Standard advance directive forms are designed for two clinical scenarios: terminal illness and permanent unconsciousness. Dementia fits neatly into neither — at least not until its final stages. This creates a dangerous planning gap for Alabama families navigating Alzheimer's disease and other progressive cognitive conditions.

The Dementia Gap in Alabama's Statutory Form

The Alabama Advance Directive for Health Care activates under two specific conditions defined by the Natural Death Act:

  1. Terminal illness or injury — death is imminent regardless of treatment
  2. Permanent unconsciousness — no cognitive awareness, confirmed by two physicians

A person with moderate-stage Alzheimer's is neither terminally ill (they may live for years) nor permanently unconscious (they may still respond to stimuli, recognize faces, or express preferences). Yet they may be unable to make informed medical decisions, unable to articulate treatment preferences, and progressing toward a state where feeding tube decisions become critical.

The statutory form's binary structure leaves these middle stages unaddressed. A family member watching their parent lose the ability to manage daily activities, recognize loved ones, or communicate coherently has no standard framework for documenting what should happen during this prolonged decline.

Using Section 3 for Dementia-Specific Instructions

The Alabama statutory form includes a Section 3 — "Other Directions" — that allows the declarant to write custom instructions beyond the standard terminal illness and permanent unconsciousness scenarios. This is where dementia planning belongs.

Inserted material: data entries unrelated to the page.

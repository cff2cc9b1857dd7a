//! Control constants
//!
//! Reference values for the tunables in `ControlConfig`. Fractions are of
//! table height unless stated otherwise.

// ============================================================
// Geometry guards
// ============================================================
pub mod geometry {
    /// Near-zero guard for velocity components and ray parameters
    pub const EPSILON: f32 = 1e-3;
}

// ============================================================
// Smoothing / prediction
// ============================================================
pub mod tracking {
    /// Exponential smoothing factor (weight of the newest sample)
    pub const SMOOTHING_ALPHA: f32 = 0.3;

    /// Assumed camera frame rate, converts frames to seconds
    pub const FRAME_RATE: f32 = 30.0;

    /// Puck speed (px/frame) below which no velocity prediction is attempted
    pub const VELOCITY_THRESHOLD: f32 = 1.5;

    /// Defended line, measured from the robot's edge
    pub const TARGET_LINE_FRACTION: f32 = 0.20;
}

// ============================================================
// Hit mode
// ============================================================
pub mod hit {
    /// Time to impact (s) that triggers a lunge
    pub const TIME_THRESHOLD_S: f32 = 0.4;

    /// Puck-to-line distance that triggers a lunge
    pub const PROXIMITY_FRACTION: f32 = 0.15;

    /// Hold time (s) after the latest trigger
    pub const DURATION_S: f64 = 1.0;

    /// Forward bias of the commanded y while lunging
    pub const LUNGE_FRACTION: f32 = 0.05;
}

// ============================================================
// Aggressive sequence
// ============================================================
pub mod aggressive {
    /// Continuous puck dwell (s) in the robot half before attacking
    pub const DWELL_THRESHOLD_S: f64 = 1.0;

    /// Phase 1 (position) duration (s)
    pub const POSITION_DURATION_S: f64 = 1.0;

    /// Phase 2 (strike wind-up) duration (s)
    pub const STRIKE_DELAY_S: f64 = 0.2;

    /// How far past the puck the strike aims
    pub const STRIKE_OVERSHOOT_FRACTION: f32 = 0.10;

    /// Phase 3 (follow-through) timeout (s)
    pub const FOLLOW_TIMEOUT_S: f64 = 10.0;
}

// ============================================================
// Motion controller coordinate range
// ============================================================
pub mod controller {
    pub const X_MIN: u16 = 0;
    pub const X_MAX: u16 = 2857;
    pub const Y_MIN: u16 = 0;
    pub const Y_MAX: u16 = 4873;

    /// Largest value that fits the 4-digit wire field
    pub const FIELD_MAX: u16 = 9999;
}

Effective dementia-specific instructions address decisions that arise during the moderate and severe stages of cognitive decline:

Feeding and nutrition decisions. Standard form instructions about "artificially provided food and hydration" cover tube feeding and IV fluids. But dementia introduces a middle ground: what about hand-feeding assistance when the patient can still swallow but forgets to eat? What about appetite stimulants? Write your preferences for this continuum — not just the end point.

Hospitalization thresholds. At what point do you want infections treated aggressively versus managed with comfort care? Moderate dementia patients commonly develop urinary tract infections and pneumonia. Some families prefer IV antibiotics and hospital transfers; others prefer oral antibiotics at home with a focus on comfort.

Residential care transitions. If you can no longer live safely at home, do you want to transition to assisted living, a memory care unit, or remain at home with full-time caregiving? These instructions are not legally binding in the same way as treatment directives, but they give your proxy documented guidance.

Behavioral interventions. Dementia can cause agitation, wandering, sundowning, and combative behavior. Write your preferences about psychotropic medications, sedation, and physical restraints — topics the standard form does not touch.

Timing Matters: Execute Before Capacity Erodes

The critical constraint in dementia planning is that you must execute the advance directive while you still have the legal capacity to do so — while you can understand, appreciate, and direct your medical choices. Once a physician determines you lack this capacity, you cannot execute or modify the directive.

For families with a new dementia diagnosis, this creates urgency. The window for planning closes progressively and unpredictably. Waiting until "things get worse" risks waiting until it is too late.

In Alabama, the capacity threshold is clinical, not age-based. A 72-year-old with mild cognitive impairment may have full legal capacity to sign. A 65-year-old with rapidly progressing frontotemporal dementia may not. The attending physician's determination governs.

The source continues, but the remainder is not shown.